擦りながら滝川は…何度も涙を拭いた…流れ出した涙は容易に止まらなかった。

 コーヒーカップを両手に呆然と立ち尽くしていた輝は、ようやく我に返ると大声でみんなを起こした。
応接室にまでその声は響き渡り…相庭と玲人が飛び込んできた。

 我先にとみんながベッドの周りに集まってきたので、滝川はリクライニング式のベッドを操作して背もたれを作り、西沢を少しだけ起き上がらせてやった。

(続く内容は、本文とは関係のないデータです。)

//! Batch runner
//!
//! Resolves a project selector into an ordered list of projects, runs the
//! phase machine for each of them and aggregates the results. A failing
//! project never stops the batch; only invocation-fatal errors do.
//!
//! Parameter schemas of existing workspaces are checked before the first
//! project is touched, so an invalid schema aborts a batch that has not
//! started yet.

use pxl_core::domain::auth::AuthContext;
use pxl_core::domain::phase::{Phase, PhaseSelection};
use pxl_core::domain::project::{PipelineProject, PipelineType, validate_project_name};
use pxl_core::domain::result::{BatchRun, PhaseResult, ReasonCode};
use pxl_core::domain::version::VersionBump;
use pxl_core::{PipelineError, Result};
use std::fmt;
use std::path::PathBuf;
use std::str::FromStr;
use tracing::{debug, info, warn};

use crate::machine::{PhaseMachine, PhaseRequest};
use crate::report::Reporter;
use crate::resolver;
use crate::service::Collaborators;
use crate::settings::Settings;
use crate::workspace::{WorkspaceManager, subdirectory_names};

/// Marker file opting a template out of batch runs
const SKIP_MARKER: &str = ".skip";

/// Which projects an invocation targets
#[derive(Debug, Clone, PartialEq, Eq)]
pub enum ProjectSelector {
    Named(String),
    /// Every template directory of the type
    All,
}

impl fmt::Display for ProjectSelector {
    fn fmt(&self, f: &mut fmt::Formatter<'_>) -> fmt::Result {
        match self {
            ProjectSelector::Named(name) => f.write_str(name),
            ProjectSelector::All => f.write_str("all"),
        }
    }
}

impl FromStr for ProjectSelector {
    type Err = PipelineError;

    fn from_str(s: &str) -> Result<Self> {
        let s = s.trim();
        if s == "all" {
            return Ok(ProjectSelector::All);
        }
        validate_project_name(s)?;
        Ok(ProjectSelector::Named(s.to_string()))
    }
}

/// A validated invocation
#[derive(Debug, Clone, PartialEq, Eq)]
pub struct BatchRequest {
    pub pipeline_type: PipelineType,
    pub selector: ProjectSelector,
    /// Project name when it differs from the template name
    pub project_name: Option<String>,
    pub selection: PhaseSelection,
    pub bump: VersionBump,
    /// `test` starts from each project's latest run configuration
    pub reuse_last_run: bool,
}

impl BatchRequest {
    /// Validates raw invocation arguments
    ///
    /// Pure: nothing on disk is looked at, so a malformed invocation fails
    /// before any workspace is touched.
    pub fn parse(
        pipeline_type: &str,
        template: &str,
        phase: &str,
        bump: &str,
        project_name: Option<&str>,
    ) -> Result<Self> {
        let pipeline_type: PipelineType = pipeline_type.parse()?;
        let selector: ProjectSelector = template.parse()?;
        let selection: PhaseSelection = phase.parse()?;
        let bump: VersionBump = bump.parse()?;

        let project_name = match project_name {
            None => None,
            Some(_) if selector == ProjectSelector::All => {
                return Err(PipelineError::Argument(
                    "a project name cannot be given together with template 'all'".to_string(),
                ));
            }
            Some(name) => {
                validate_project_name(name)?;
                Some(name.to_string())
            }
        };

        Ok(Self {
            pipeline_type,
            selector,
            project_name,
            selection,
            bump,
            reuse_last_run: false,
        })
    }

    pub fn with_reuse_last_run(mut self, reuse: bool) -> Self {
        self.reuse_last_run = reuse;
        self
    }
}

/// A project picked by the selector
#[derive(Debug, Clone, PartialEq, Eq)]
pub struct SelectedProject {
    pub project: PipelineProject,
    pub override_file: PathBuf,
    /// Template opted out of `all` with a skip marker
    pub skipped: bool,
}

/// Runs the phase machine over a selection of projects
pub struct BatchRunner {
    settings: Settings,
    machine: PhaseMachine,
}

impl BatchRunner {
    pub fn new(settings: Settings, collaborators: Collaborators, auth: AuthContext) -> Self {
        let workspace = WorkspaceManager::new(settings.workspace_root.clone());
        Self {
            machine: PhaseMachine::new(workspace, collaborators, auth),
            settings,
        }
    }

    /// Template directories of a type, in lexicographic order
    ///
    /// A missing templates directory holds no templates.
    pub fn discover_templates(&self, pipeline_type: PipelineType) -> Result<Vec<String>> {
        let dir = self.settings.templates_dir(pipeline_type);
        if !dir.is_dir() {
            warn!("Templates directory {} not found", dir.display());
        }
        subdirectory_names(&dir)
    }

    /// Projects targeted by a request, in processing order
    pub fn select(&self, request: &BatchRequest) -> Result<Vec<SelectedProject>> {
        let ty = request.pipeline_type;

        let projects: Vec<PipelineProject> = match &request.selector {
            ProjectSelector::All => self
                .discover_templates(ty)?
                .into_iter()
                .map(|template| PipelineProject::from_template(ty, template))
                .collect(),
            ProjectSelector::Named(template) => {
                let name = request.project_name.as_deref().unwrap_or(template);
                vec![PipelineProject::new(name, ty, template.as_str())]
            }
        };

        let batch = request.selector == ProjectSelector::All;

        Ok(projects
            .into_iter()
            .map(|project| {
                let template_dir = self.settings.template_dir(ty, &project.template_name);
                SelectedProject {
                    override_file: self.settings.override_file(ty, &project.template_name),
                    skipped: batch && template_dir.join(SKIP_MARKER).exists(),
                    project,
                }
            })
            .collect())
    }

    /// Validates the schema of every existing workspace the batch will use
    ///
    /// A selection starting at `init` rewrites the schema from the template,
    /// so there is nothing to check up front. Only invocation-fatal errors
    /// are returned; anything else is left for the phase to report.
    pub fn check_schemas(
        &self,
        request: &BatchRequest,
        selected: &[SelectedProject],
    ) -> Result<()> {
        if request.selection.includes(Phase::Init) {
            return Ok(());
        }

        for entry in selected.iter().filter(|entry| !entry.skipped) {
            let dir = self.machine.workspace().project_dir(&entry.project);
            if !dir.is_dir() {
                continue;
            }

            let checked = resolver::schema_path(&dir)
                .and_then(|path| resolver::load_schema(&path))
                .and_then(|schema| schema.defaults());
            match checked {
                Ok(_) => {}
                Err(e) if e.is_fatal() => return Err(e),
                Err(e) => debug!("{}: {}", entry.project.display_name(), e),
            }
        }
        Ok(())
    }

    /// Runs a batch
    ///
    /// Returns `Err` only for invocation-fatal errors. The summary is the
    /// last thing written to the reporter, on the error path as well.
    pub async fn run(&self, request: &BatchRequest, reporter: &mut Reporter) -> Result<BatchRun> {
        let mut batch = BatchRun::new();
        let selected = self.select(request)?;
        info!(
            "Selected {} project(s) for phase {}",
            selected.len(),
            request.selection
        );

        reporter.section(format!(
            "{} {} (phase {})",
            request.pipeline_type, request.selector, request.selection
        ));

        if let Err(e) = self.check_schemas(request, &selected) {
            batch.finish();
            reporter.abort_summary(&batch, &e);
            return Err(e);
        }

        for entry in selected {
            if entry.skipped {
                reporter.warning(format!(
                    "{} skipped ({} marker)",
                    entry.project.display_name(),
                    SKIP_MARKER
                ));
                batch.push(PhaseResult::skipped(&entry.project, ReasonCode::OptedOut));
                continue;
            }

            let phase_request = PhaseRequest::new(entry.project, request.selection)
                .with_bump(request.bump)
                .with_override(entry.override_file)
                .with_reuse_last_run(request.reuse_last_run);

            match self.machine.run(&phase_request, reporter).await {
                Ok(result) => {
                    debug!("{} -> {:?}", result.display_name, result.status);
                    batch.push(result);
                }
                Err(e) => {
                    warn!(
                        "Aborting batch at {}: {}",
                        phase_request.project.display_name(),
                        e
                    );
                    batch.finish();
                    reporter.abort_summary(&batch, &e);
                    return Err(e);
                }
            }
        }

        batch.finish();
        reporter.summary(&batch);
        Ok(batch)
    }
}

 怜雄も英武も涙ながらにお姫さま紫苑の頬にキスして回復と再会を喜んだ。
輝とキスを交わし、有や相庭に抱きしめられ、智哉と握手を交わした。
玲人もそっと大切なお人形を抱きしめた。

 「紫苑さん…! 」

 ノエルが西沢の首に飛びついた。あたり憚らず西沢の胸に甘えた。
西沢はまだ強張っている両の腕を持ち上げてそっと抱きしめてやった。

 「ノエル…有難う…。 つらかっただろうに…。 」

有難う…って言いたいのは僕の方…。紫苑さんに助けて貰ったんだもの…。

 言いたいことがいっぱいあったはずなのに…ノエルは何も言えなかった。 
紫苑が生きて…そこに居る…それだけで何も言うことはなかった。

 「紫苑…。 」

 亮がそう呼びかけた。顔中涙でくしゃくしゃになりながら…。
えっ…と驚いたような顔をして西沢は亮を見た。

 「紫苑…僕等の代わりに…ひどい目に遭わせてしまって…ご免ね…。 」

 亮はやっとそれだけを声に出して言った。後は声にもならなかった。
西沢が嬉しそうに微笑んで滝川を見た。

 ひと通りみんなとの再会が済むと…滝川はベッドを元に戻した。
西沢が疲れてしまわないように…。
少し休むようにと西沢に勧めた。

 みんなに見守られて西沢は再び眠った。
この眠りは生きるための眠り…明日また目覚めるための眠り…。
西沢の身体の中で新しい生命のエナジーが着々と成長を続けていた。